Your goal — For the records below, say how many lines contain the string "payloads". Give no other text.

++++++

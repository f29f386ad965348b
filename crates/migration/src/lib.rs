pub use sea_orm_migration::prelude::*;

mod m001_initial_schema;

pub struct Migrator;

#[async_trait::async_trait]
impl MigratorTrait for Migrator {
    fn migrations() -> Vec<Box<dyn MigrationTrait>> {
        vec![Box::new(m001_initial_schema::Migration)]
    }
}
use serde::{Deserialize, Serialize};

/// Alarm definition severity, ordered from lowest to highest.
///
/// # Examples
///
/// ```
/// use vigil_common::types::Severity;
///
/// let sev: Severity = "medium".parse().unwrap();
/// assert_eq!(sev, Severity::Medium);
/// assert_eq!(sev.to_string(), "MEDIUM");
/// assert!(Severity::Critical > Severity::Low);
/// ```
#[derive(
    Debug, Clone, Copy, Default, PartialEq, Eq, PartialOrd, Ord, Serialize, Deserialize, utoipa::ToSchema,
)]
#[serde(rename_all = "UPPERCASE")]
pub enum Severity {
    #[default]
    Low,
    Medium,
    High,
    Critical,
}

impl Severity {
    pub fn as_str(&self) -> &'static str {
        match self {
            Severity::Low => "LOW",
            Severity::Medium => "MEDIUM",
            Severity::High => "HIGH",
            Severity::Critical => "CRITICAL",
        }
    }
}

impl std::fmt::Display for Severity {
    fn fmt(&self, f: &mut std::fmt::Formatter<'_>) -> std::fmt::Result {
        f.write_str(self.as_str())
    }
}

impl std::str::FromStr for Severity {
    type Err = String;

    fn from_str(s: &str) -> Result<Self, Self::Err> {
        match s.trim().to_uppercase().as_str() {
            "LOW" => Ok(Severity::Low),
            "MEDIUM" => Ok(Severity::Medium),
            "HIGH" => Ok(Severity::High),
            "CRITICAL" => Ok(Severity::Critical),
            _ => Err(format!(
                "{s} is not one of [LOW, MEDIUM, HIGH, CRITICAL]"
            )),
        }
    }
}

/// Delivery endpoint kind of a notification method.
#[derive(Debug, Clone, Copy, PartialEq, Eq, Serialize, Deserialize, utoipa::ToSchema)]
#[serde(rename_all = "UPPERCASE")]
pub enum NotificationMethodType {
    Email,
    Webhook,
    Pagerduty,
}

impl NotificationMethodType {
    pub fn as_str(&self) -> &'static str {
        match self {
            NotificationMethodType::Email => "EMAIL",
            NotificationMethodType::Webhook => "WEBHOOK",
            NotificationMethodType::Pagerduty => "PAGERDUTY",
        }
    }
}

impl std::fmt::Display for NotificationMethodType {
    fn fmt(&self, f: &mut std::fmt::Formatter<'_>) -> std::fmt::Result {
        f.write_str(self.as_str())
    }
}

impl std::str::FromStr for NotificationMethodType {
    type Err = String;

    fn from_str(s: &str) -> Result<Self, Self::Err> {
        match s.trim().to_uppercase().as_str() {
            "EMAIL" => Ok(NotificationMethodType::Email),
            "WEBHOOK" => Ok(NotificationMethodType::Webhook),
            "PAGERDUTY" => Ok(NotificationMethodType::Pagerduty),
            _ => Err(format!("{s} is not one of [EMAIL, WEBHOOK, PAGERDUTY]")),
        }
    }
}

/// Alarm state transition an action list is attached to.
#[derive(Debug, Clone, Copy, PartialEq, Eq, Hash, Serialize, Deserialize)]
#[serde(rename_all = "UPPERCASE")]
pub enum ActionType {
    Alarm,
    Ok,
    Undetermined,
}

impl ActionType {
    pub const ALL: [ActionType; 3] = [ActionType::Alarm, ActionType::Ok, ActionType::Undetermined];

    pub fn as_str(&self) -> &'static str {
        match self {
            ActionType::Alarm => "ALARM",
            ActionType::Ok => "OK",
            ActionType::Undetermined => "UNDETERMINED",
        }
    }

    /// Request/response field name carrying this action list.
    pub fn field_name(&self) -> &'static str {
        match self {
            ActionType::Alarm => "alarm_actions",
            ActionType::Ok => "ok_actions",
            ActionType::Undetermined => "undetermined_actions",
        }
    }
}

impl std::fmt::Display for ActionType {
    fn fmt(&self, f: &mut std::fmt::Formatter<'_>) -> std::fmt::Result {
        f.write_str(self.as_str())
    }
}

impl std::str::FromStr for ActionType {
    type Err = String;

    fn from_str(s: &str) -> Result<Self, Self::Err> {
        match s {
            "ALARM" => Ok(ActionType::Alarm),
            "OK" => Ok(ActionType::Ok),
            "UNDETERMINED" => Ok(ActionType::Undetermined),
            _ => Err(format!("unknown action type: {s}")),
        }
    }
}

// ---- Alarm definition payloads ----

/// 创建告警定义请求
#[derive(Debug, Clone, Default, Serialize, Deserialize, utoipa::ToSchema)]
pub struct CreateAlarmDefinitionRequest {
    /// 告警定义名称（租户内唯一）
    pub name: String,
    /// 描述（默认空字符串）
    #[serde(default)]
    pub description: Option<String>,
    /// 阈值表达式，例如 `max(cpu.system_perc) > 0`
    pub expression: String,
    /// 子告警分组维度（创建后不可修改）
    #[serde(default)]
    pub match_by: Option<Vec<String>>,
    /// 告警级别（LOW / MEDIUM / HIGH / CRITICAL，默认 LOW）
    #[serde(default)]
    pub severity: Option<String>,
    /// 是否启用通知动作（默认 true）
    #[serde(default)]
    pub actions_enabled: Option<bool>,
    /// 进入 ALARM 状态时触发的通知方式 ID
    #[serde(default)]
    pub alarm_actions: Option<Vec<String>>,
    /// 进入 OK 状态时触发的通知方式 ID
    #[serde(default)]
    pub ok_actions: Option<Vec<String>>,
    /// 进入 UNDETERMINED 状态时触发的通知方式 ID
    #[serde(default)]
    pub undetermined_actions: Option<Vec<String>>,
}

/// 全量更新告警定义请求（PUT）
#[derive(Debug, Clone, Default, Serialize, Deserialize, utoipa::ToSchema)]
pub struct UpdateAlarmDefinitionRequest {
    pub name: String,
    #[serde(default)]
    pub description: Option<String>,
    pub expression: String,
    /// 省略时沿用原值；提供时必须与原值一致
    #[serde(default)]
    pub match_by: Option<Vec<String>>,
    #[serde(default)]
    pub severity: Option<String>,
    pub actions_enabled: bool,
    #[serde(default)]
    pub alarm_actions: Option<Vec<String>>,
    #[serde(default)]
    pub ok_actions: Option<Vec<String>>,
    #[serde(default)]
    pub undetermined_actions: Option<Vec<String>>,
}

/// 部分更新告警定义请求（PATCH），仅修改提供的字段
#[derive(Debug, Clone, Default, Serialize, Deserialize, utoipa::ToSchema)]
pub struct PatchAlarmDefinitionRequest {
    #[serde(default)]
    pub name: Option<String>,
    #[serde(default)]
    pub description: Option<String>,
    #[serde(default)]
    pub expression: Option<String>,
    #[serde(default)]
    pub match_by: Option<Vec<String>>,
    #[serde(default)]
    pub severity: Option<String>,
    #[serde(default)]
    pub actions_enabled: Option<bool>,
    #[serde(default)]
    pub alarm_actions: Option<Vec<String>>,
    #[serde(default)]
    pub ok_actions: Option<Vec<String>>,
    #[serde(default)]
    pub undetermined_actions: Option<Vec<String>>,
}

// ---- Notification method payloads ----

/// 创建/更新通知方式请求
#[derive(Debug, Clone, Serialize, Deserialize, utoipa::ToSchema)]
pub struct NotificationMethodRequest {
    /// 名称（租户内唯一）
    pub name: String,
    /// 类型（EMAIL / WEBHOOK / PAGERDUTY）
    #[serde(rename = "type")]
    pub method_type: String,
    /// 投递地址（邮箱、URL 或 PagerDuty 集成 key）
    pub address: String,
}

#[cfg(test)]
mod tests {
    use super::*;

    #[test]
    fn severity_parse_is_case_insensitive() {
        assert_eq!("low".parse::<Severity>().unwrap(), Severity::Low);
        assert_eq!("Critical".parse::<Severity>().unwrap(), Severity::Critical);
        assert!("INVALID".parse::<Severity>().is_err());
        assert_eq!(Severity::default(), Severity::Low);
    }

    #[test]
    fn severity_serializes_upper_case() {
        let json = serde_json::to_string(&Severity::High).unwrap();
        assert_eq!(json, "\"HIGH\"");
    }

    #[test]
    fn action_type_round_trips_through_str() {
        for t in ActionType::ALL {
            assert_eq!(t.as_str().parse::<ActionType>().unwrap(), t);
        }
        assert!("alarm".parse::<ActionType>().is_err());
    }

    #[test]
    fn notification_type_rejects_unknown() {
        assert_eq!(
            "webhook".parse::<NotificationMethodType>().unwrap(),
            NotificationMethodType::Webhook
        );
        let err = "SMS".parse::<NotificationMethodType>().unwrap_err();
        assert!(err.contains("EMAIL"));
    }

    #[test]
    fn notification_request_uses_type_key() {
        let req: NotificationMethodRequest = serde_json::from_str(
            r#"{"name":"ops","type":"EMAIL","address":"ops@example.com"}"#,
        )
        .unwrap();
        assert_eq!(req.method_type, "EMAIL");
    }
}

++++++

Solution to the problem — 2